Copy the following text, change the RELEASE_NAMESPACE value to the namespace where Epinio was installed into (by default it is epinio) and add it to a file of your choice:

apiVersion: application.epinio.io/v1
kind: AppChart
metadata:
namespace: RELEASE_NAMESPACE
name: fluentd
spec:
shortDescription: Fluentd filterable standard deployment
description: Epinio standard support chart extended for fluentd filtering
helmChart: https://mydomain.org/epinio-application-fluentd.tgz

This How-to now simply assumes that the chosen file is named:

fluentd-appchart.yaml
info

This is a Kubernetes custom resource, which will describe the new Helm chart to Epinio. In this example, it provides the information about the name, the source and descriptions.

The necessary Kubernetes CRD is provided by the Epinio installation.

Apply this resource to the Epinio cluster:

kubectl apply -f fluentd-appchart.yaml

Verify that the new chart is now registered in Epinio:

epinio app chart list

You can also see the details of the chart in Epinio:

epinio app chart show fluentd

User-settable configuration values​

To expose some user-settable configuration value foo the created application chart has to look for this variable in the .Values.userConfig map, i.e. it has to use the helm variable .Values.userConfig.foo.

caution

The chart is expected to use a sensible default value when this helm variable is not set.

With the application chart exposing foo as described above Epinio has to be made aware of the configuration value by adding a specification to the AppChart resource describing it.

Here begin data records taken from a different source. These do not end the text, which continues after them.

//! Custom backend example demonstrating how to drive another acquisition path.
//!
//! This example shows how to:
//! - Implement the ScannerBackend trait for a custom backend
//! - Report devices and capabilities
//! - Surface vanished devices as `DeviceUnavailable`
//! - Integrate with the ScanManager, including format conversion
//!
//! Run with: cargo run --example custom_backend

use async_trait::async_trait;
use scanbridge::imaging::minimal_image;
use scanbridge::prelude::*;

use std::collections::HashSet;
use std::sync::{Arc, Mutex};

/// A backend for scanners shared on the network, addressed by host name.
///
/// Real network scanners would be reached over eSCL or similar; this one
/// answers every acquisition with a built-in PNG page.
#[derive(Debug)]
struct NetworkBackend {
    hosts: Mutex<HashSet<String>>,
}

impl NetworkBackend {
    /// Creates a backend with no known hosts.
    pub fn new() -> Self {
        Self {
            hosts: Mutex::new(HashSet::new()),
        }
    }

    /// Adds a scanner host.
    pub fn with_host(self, host: impl Into<String>) -> Self {
        self.hosts
            .lock()
            .unwrap_or_else(|poisoned| poisoned.into_inner())
            .insert(host.into());
        self
    }

    /// Removes a scanner host, as if it went offline.
    pub fn remove_host(&self, host: &str) {
        self.hosts
            .lock()
            .unwrap_or_else(|poisoned| poisoned.into_inner())
            .remove(host);
    }

    fn has_host(&self, host: &str) -> bool {
        self.hosts
            .lock()
            .unwrap_or_else(|poisoned| poisoned.into_inner())
            .contains(host)
    }
}

#[async_trait]
impl ScannerBackend for NetworkBackend {
    fn kind(&self) -> BackendKind {
        BackendKind::Mock
    }

    fn name(&self) -> &str {
        "network"
    }

    async fn enumerate(&self) -> Result<Vec<DeviceDescriptor>, ScanError> {
        let hosts = self
            .hosts
            .lock()
            .unwrap_or_else(|poisoned| poisoned.into_inner())
            .clone();

        Ok(hosts
            .into_iter()
            .map(|host| {
                DeviceDescriptor::new(
                    format!("net_{}", host),
                    format!("Network scanner at {}", host),
                    BackendKind::Mock,
                    Platform::detect(),
                )
                .with_manufacturer("Example")
                .with_model("NetScan 1")
                .with_capabilities(
                    Capabilities::standard()
                        .with_formats(vec![OutputFormat::Png, OutputFormat::Jpeg])
                        .with_resolutions(vec![150, 300]),
                )
            })
            .collect())
    }

    async fn acquire(
        &self,
        device_id: &str,
        params: &ScanParameters,
    ) -> Result<AcquiredImage, ScanError> {
        let host = device_id.trim_start_matches("net_");
        if !self.has_host(host) {
            return Err(ScanError::device_unavailable(self.kind(), device_id));
        }

        tracing::debug!(
            device_id = %device_id,
            resolution = params.resolution,
            "Acquiring from network scanner"
        );

        // Always PNG on the wire; the manager converts to the requested format
        Ok(AcquiredImage::new(
            minimal_image(OutputFormat::Png).to_vec(),
            OutputFormat::Png,
        ))
    }
}

#[tokio::main]
async fn main() -> Result<(), Box<dyn std::error::Error>> {
    tracing_subscriber::fmt()
        .with_env_filter(
            tracing_subscriber::EnvFilter::try_from_default_env()
                .unwrap_or_else(|_| tracing_subscriber::EnvFilter::new("info")),
        )
        .init();

    println!("=== Scanbridge Custom Backend Example ===\n");

    let backend = Arc::new(NetworkBackend::new().with_host("office-1"));
    let artifact_dir = tempfile::tempdir()?;

    let manager = ScanManager::builder()
        .with_backend(backend.clone())
        .with_artifact_dir(artifact_dir.path())
        .build()?;

    let devices = manager.refresh().await;
    println!("Found {} device(s)", devices.len());
    let device = manager.select("net_office-1")?;
    println!("Selected: {}\n", device.name);

    // The backend delivers PNG; ask for JPEG to exercise normalization
    let params = ScanParameters::new().with_format(OutputFormat::Jpeg);
    match manager.scan_selected(params).await {
        Ok(scan_id) => {
            if let Some(record) = manager.get_scan_record(&scan_id) {
                println!(
                    "Scanned {} -> {} ({} bytes)",
                    scan_id,
                    record.file_path.display(),
                    record.file_size
                );
            }
        }
        Err(e) => println!("Scan failed: {}", e),
    }

    // A format outside the device's capabilities is rejected up front
    let params = ScanParameters::new().with_format(OutputFormat::Tiff);
    if let Err(e) = manager.scan_selected(params).await {
        println!("TIFF request rejected: {}", e);
    }

    // The host goes offline before the next refresh
    backend.remove_host("office-1");
    if let Err(e) = manager.scan_selected(ScanParameters::new()).await {
        println!(
            "Scan after host left: {} (recoverable: {})",
            e,
            e.is_recoverable()
        );
        println!("Status: {}", manager.scan_status());
    }

    println!("\n=== Example Complete ===");
    Ok(())
}
//! Basic scan example demonstrating the full scan lifecycle.
//!
//! This example shows how to:
//! - Load configuration from the environment
//! - Build a ScanManager and discover devices
//! - Select a device, scan, and inspect the scan history
//! - Delete a scan
//!
//! Run with: cargo run --example basic_scan
//!
//! Set `SCANBRIDGE_CONFIG_PATH` to a TOML file (or `SCANBRIDGE_CONFIG_JSON`
//! to inline JSON) to pick a real backend; the mock is used otherwise.

use scanbridge::prelude::*;
use tracing_subscriber::EnvFilter;

#[tokio::main]
async fn main() -> Result<(), Box<dyn std::error::Error>> {
    // Initialize tracing; RUST_LOG=scanbridge::audit=info shows only audit events
    tracing_subscriber::fmt()
        .with_env_filter(
            EnvFilter::try_from_default_env().unwrap_or_else(|_| EnvFilter::new("info")),
        )
        .init();

    println!("=== Scanbridge Basic Scan Example ===\n");

    let (mut config, source) = BridgeConfig::load_from_env()?;
    if config.backend.is_none() {
        config.backend = Some(BackendKind::Mock);
    }
    println!("Configuration source: {:?}", source);
    println!("Artifact directory: {}", config.artifact_dir.display());

    let manager = ScanManager::from_config(&config)?;

    // Discover devices
    let devices = manager.refresh().await;
    if devices.is_empty() {
        println!("No scanners found.");
        return Ok(());
    }

    println!("\n=== Devices ===");
    for device in &devices {
        println!(
            "  {} - {} ({} {}, {})",
            device.id, device.name, device.manufacturer, device.model, device.driver_type
        );
    }

    // Select the first device
    let device = manager.select(&devices[0].id)?;
    println!("\nSelected: {}", device.name);

    // Scan one page per format the device supports
    println!("\n=== Scanning ===");
    for format in device.capabilities.formats.clone() {
        let params = manager.default_params().with_format(format);
        match manager.scan_selected(params).await {
            Ok(scan_id) => {
                let record = manager.get_scan_record(&scan_id);
                if let Some(record) = record {
                    println!(
                        "  {} -> {} ({} bytes, {})",
                        scan_id,
                        record.file_path.display(),
                        record.file_size,
                        record.checksum
                    );
                }
            }
            Err(e) => {
                println!("  {} scan failed: {}", format, e);
                println!("  Status: {}", manager.scan_status());
            }
        }
    }

    println!("\nStatus: {}", manager.scan_status());

    // Show history, newest first
    println!("\n=== History ===");
    let history = manager.history();
    for record in &history {
        println!(
            "  {} {} {} {} DPI",
            record.timestamp.format("%H:%M:%S"),
            record.scan_id,
            record.params.format,
            record.params.resolution
        );
    }

    // Verify and delete the oldest scan
    if let Some(oldest) = history.last() {
        let health = manager.verify_scan(&oldest.scan_id).await?;
        println!("\nOldest scan integrity: {:?}", health);

        let deleted = manager.delete_scan(&oldest.scan_id).await?;
        println!("Deleted {}: {}", oldest.scan_id, deleted);

        let again = manager.delete_scan(&oldest.scan_id).await?;
        println!("Deleted again: {}", again);
    }

    println!("\n=== Example Complete ===");
    Ok(())
}
impl ScanManager {
    /// Creates a new builder.
    pub fn builder() -> ScanManagerBuilder {
        ScanManagerBuilder::new()
    }

    /// Builds a manager from a bridge configuration on the detected platform.
    pub fn from_config(config: &BridgeConfig) -> Result<Self, ScanError> {
        Self::from_config_on(config, Platform::detect())
    }

    /// Builds a manager from a bridge configuration for a given platform.
    pub fn from_config_on(config: &BridgeConfig, platform: Platform) -> Result<Self, ScanError> {
        let mut builder = Self::builder()
            .with_backend(backends::from_config(config, platform))
            .with_artifact_dir(&config.artifact_dir)
            .with_config(ScanManagerConfig::from_bridge(config));
        if config.persist_ledger {
            builder = builder.with_ledger_index(config.index_dir());
        }
        builder.build()
    }

    /// Re-enumerates devices. Never fails; see [`DeviceRegistry::refresh`].
    pub async fn refresh(&self) -> Vec<DeviceDescriptor> {
        self.registry.refresh().await
    }

    /// Returns the devices found by the last refresh.
    pub fn list_devices(&self) -> Vec<DeviceDescriptor> {
        self.registry.list()
    }

    /// Selects a device from the current table.
    pub fn select(&self, device_id: &str) -> Result<DeviceDescriptor, ScanError> {
        self.registry.select(device_id)
    }

    /// Returns the selected device, if it is still in the table.
    pub fn current_device(&self) -> Option<DeviceDescriptor> {
        self.registry.current_device()
    }

    /// Returns the configured default parameters.
    pub fn default_params(&self) -> ScanParameters {
        self.config.defaults
    }

    /// Scans one page and records the artifact.
    ///
    /// Validation failures (bad parameters, unknown device, unsupported
    /// format, device busy) are returned without touching the status. Once
    /// acquisition starts the status is `Scanning`; it ends `Completed` or
    /// `Error`, and on error nothing is recorded.
    pub async fn start_scan(
        &self,
        device_id: &str,
        params: ScanParameters,
    ) -> Result<ScanId, ScanError> {
        params.validate()?;

        let device = self
            .registry
            .get(device_id)
            .ok_or_else(|| ScanError::device_not_found(device_id))?;

        if !device.capabilities.supports_format(params.format) {
            return Err(ScanError::UnsupportedFormat {
                format: params.format.to_string(),
                device_id: device_id.to_string(),
            });
        }

        let _claim = self
            .in_flight
            .try_claim(device_id)
            .ok_or_else(|| ScanError::Busy {
                device_id: device_id.to_string(),
            })?;

        self.set_status(ScanStatus::Scanning);

        let scan_id = self.unused_scan_id(ScanId::generate);
        let backend = self.registry.backend().kind();
        let started = Instant::now();

        audit::emit_scan_started(&ScanAuditEvent::started(
            &scan_id, device_id, backend, &params,
        ));

        match self.run_scan(&scan_id, device_id, &params).await {
            Ok(record) => {
                self.set_status(ScanStatus::Completed);
                audit::emit_scan_completed(&ScanAuditEvent::completed(&record, started.elapsed()));
                Ok(scan_id)
            }
            Err(e) => {
                self.set_status(ScanStatus::Error);
                audit::emit_scan_failed(&ScanAuditEvent::failed(
                    &scan_id,
                    device_id,
                    backend,
                    &params,
                    &e,
                    started.elapsed(),
                ));
                Err(e)
            }
        }
    }

    /// Scans on the selected device.
    pub async fn scan_selected(&self, params: ScanParameters) -> Result<ScanId, ScanError> {
        let device_id = self
            .registry
            .selected_id()
            .ok_or(ScanError::NoDeviceSelected)?;
        self.start_scan(&device_id, params).await
    }

    /// Returns the status of the most recent scan attempt.
    pub fn scan_status(&self) -> ScanStatus {
        *self
            .status
            .read()
            .unwrap_or_else(|poisoned| poisoned.into_inner())
    }

    /// Returns `true` if the device has an acquisition in flight.
    pub fn is_busy(&self, device_id: &str) -> bool {
        self.in_flight.is_claimed(device_id)
    }

    /// Returns the artifact path of a recorded scan.
    pub fn get_scan_path(&self, scan_id: &ScanId) -> Option<PathBuf> {
        self.ledger.get(scan_id).map(|record| record.file_path)
    }

    /// Returns a recorded scan.
    pub fn get_scan_record(&self, scan_id: &ScanId) -> Option<ScanRecord> {
        self.ledger.get(scan_id)
    }

    /// Returns up to `limit` records, newest first.
    pub fn list_history(&self, limit: usize) -> Vec<ScanRecord> {
        self.ledger.list(limit)
    }

    /// Returns up to the configured history limit of records, newest first.
    pub fn history(&self) -> Vec<ScanRecord> {
        self.ledger.list(self.config.history_limit)
    }

    /// Deletes a scan record and its artifact.
    ///
    /// Returns `Ok(false)` if the id is unknown. If the artifact cannot be
    /// removed the record is kept and the error returned.
    pub async fn delete_scan(&self, scan_id: &ScanId) -> Result<bool, ScanError> {
        match self.ledger.take(scan_id).await? {
            Some(record) => {
                audit::emit_scan_deleted(&ScanAuditEvent::deleted(&record));
                Ok(true)
            }
            None => Ok(false),
        }
    }

    /// Checks a scan's artifact against its record.
    pub async fn verify_scan(&self, scan_id: &ScanId) -> Result<ArtifactHealth, ScanError> {
        self.ledger.verify(scan_id).await
    }

    /// Returns the device registry.
    pub fn registry(&self) -> &SharedRegistry {
        &self.registry
    }

    /// Returns the artifact store.
    pub fn store(&self) -> &ArtifactStore {
        &self.store
    }

    /// Returns the scan ledger.
    pub fn ledger(&self) -> &ScanLedger {
        &self.ledger
    }

    /// Returns a reference to the configuration.
    pub fn config(&self) -> &ScanManagerConfig {
        &self.config
    }

    fn set_status(&self, status: ScanStatus) {
        *self
            .status
            .write()
            .unwrap_or_else(|poisoned| poisoned.into_inner()) = status;
    }

    /// Draws identifiers until one is not already in the ledger.
    fn unused_scan_id(&self, mut generate: impl FnMut() -> ScanId) -> ScanId {
        loop {
            let scan_id = generate();
            if !self.ledger.contains(&scan_id) {
                return scan_id;
            }
            tracing::warn!(scan_id = %scan_id, "Scan id already recorded, drawing another");
        }
    }

    async fn run_scan(
        &self,
        scan_id: &ScanId,
        device_id: &str,
        params: &ScanParameters,
    ) -> Result<ScanRecord, ScanError> {
        let backend = self.registry.backend();
        let kind = backend.kind();

        tracing::info!(
            scan_id = %scan_id,
            device_id = %device_id,
            backend = %kind,
            format = %params.format,
            resolution = params.resolution,
            color_mode = %params.color_mode,
            "Starting scan"
        );

        let acquired = match tokio::time::timeout(
            self.config.acquire_timeout,
            backend.acquire(device_id, params),
        )
        .await
        {
            Ok(result) => result?,
            Err(_) => {
                return Err(ScanError::Timeout {
                    backend: kind,
                    elapsed: self.config.acquire_timeout,
                })
            }
        };

        if acquired.is_empty() {
            return Err(ScanError::backend_error(kind, "backend returned no image data"));
        }

        let image = imaging::normalize(acquired, params)?;
        let stored = self.store.write(scan_id, image.format, &image.data).await?;

        let record = ScanRecord::completed(
            scan_id.clone(),
            device_id,
            kind,
            *params,
            stored.path.clone(),
            stored.size,
            stored.checksum,
        );

        if let Err(e) = self.ledger.record(record.clone()).await {
            // An artifact no record points at would never be cleaned up.
            if let Err(cleanup) = ArtifactStore::remove(&stored.path).await {
                tracing::warn!(
                    scan_id = %scan_id,
                    path = %stored.path.display(),
                    error = %cleanup,
                    "Failed to remove unrecorded artifact"
                );
            }
            return Err(e);
        }

        tracing::info!(
            scan_id = %scan_id,
            path = %record.file_path.display(),
            size = record.file_size,
            "Scan completed"
        );

        Ok(record)
    }
}
//! Per-device exclusion for acquisitions.

use std::collections::HashSet;
use std::sync::Mutex;

/// Set of devices with an acquisition in flight.
#[derive(Debug, Default)]
pub(crate) struct InFlight {
    devices: Mutex<HashSet<String>>,
}

impl InFlight {
    /// Claims a device, or returns `None` if it is already claimed.
    ///
    /// The claim is released when the guard drops, on every exit path.
    pub(crate) fn try_claim(&self, device_id: &str) -> Option<InFlightGuard<'_>> {
        let mut devices = self
            .devices
            .lock()
            .unwrap_or_else(|poisoned| poisoned.into_inner());
        if !devices.insert(device_id.to_string()) {
            return None;
        }
        Some(InFlightGuard {
            owner: self,
            device_id: device_id.to_string(),
        })
    }

    /// Returns `true` if the device is claimed.
    pub(crate) fn is_claimed(&self, device_id: &str) -> bool {
        self.devices
            .lock()
            .unwrap_or_else(|poisoned| poisoned.into_inner())
            .contains(device_id)
    }

    fn release(&self, device_id: &str) {
        self.devices
            .lock()
            .unwrap_or_else(|poisoned| poisoned.into_inner())
            .remove(device_id);
    }
}

/// Releases its device claim on drop.
#[derive(Debug)]
pub(crate) struct InFlightGuard<'a> {
    owner: &'a InFlight,
    device_id: String,
}

impl Drop for InFlightGuard<'_> {
    fn drop(&mut self) {
        self.owner.release(&self.device_id);
    }
}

This is done by adding an entry foo to the spec.settings map of the AppChart resource. This entry is itself a map, with a mandatory type field, and type-dependent optional restrictions on the valid values of foo.

Example:

kind: AppChart
metadata:
[...]
spec:
[...]
settings:
foo:
type: integer
minimum: '42'
bar:
type: number
maximum: '122'
flag:
type: bool
mode:
type: string
enum:
- "sequential"
- "out of order"
- "randomized"

The valid types and their possible restrictions are:

TypeRestrictionSemantics
integerminimumMinimum valid integer value
maximumMaximum valid integer value
numberminimums.a., floating point
maximums.a., floating point
stringenumSequence of valid values
booln/a

Restrictions set on a type not supporting them, for example a minimum on a string-type configuration value, are ignored.

caution

The restriction values have to be YAML strings, regardless the type of the configuration value. Note how in the example above the maximum and minimum values are quoted to make them strings.

Troubleshooting​

If the new Helm chart is not correctly registered in Epinio, check that the RELEASE_NAMESPACE was properly set in fluentd-appchart.yaml.

Going further​

The standard app chart, as well as the chart created here use a kubernetes Deployment as the main resource describing the active application.

Up to Epinio version 1.0, this was the only kind of resource supported.

Since Epinio version 1.0+, other kinds of controllers, for example StatefulSet, are supported.

However, even when changing controllers, it is important to keep the Pod annotations and labels the same as for the standard chart. This allows Epinio's server to locate the required resources and use them properly.

Here's a couple of examples:

  1. epinio.io/stage-id provides the id of the staging Pod which created the application's image.

  2. epinio.io/app-container provides the name of the application's main Container, which is used by epinio exec. This label has to match the actual name of the container in the pod spec.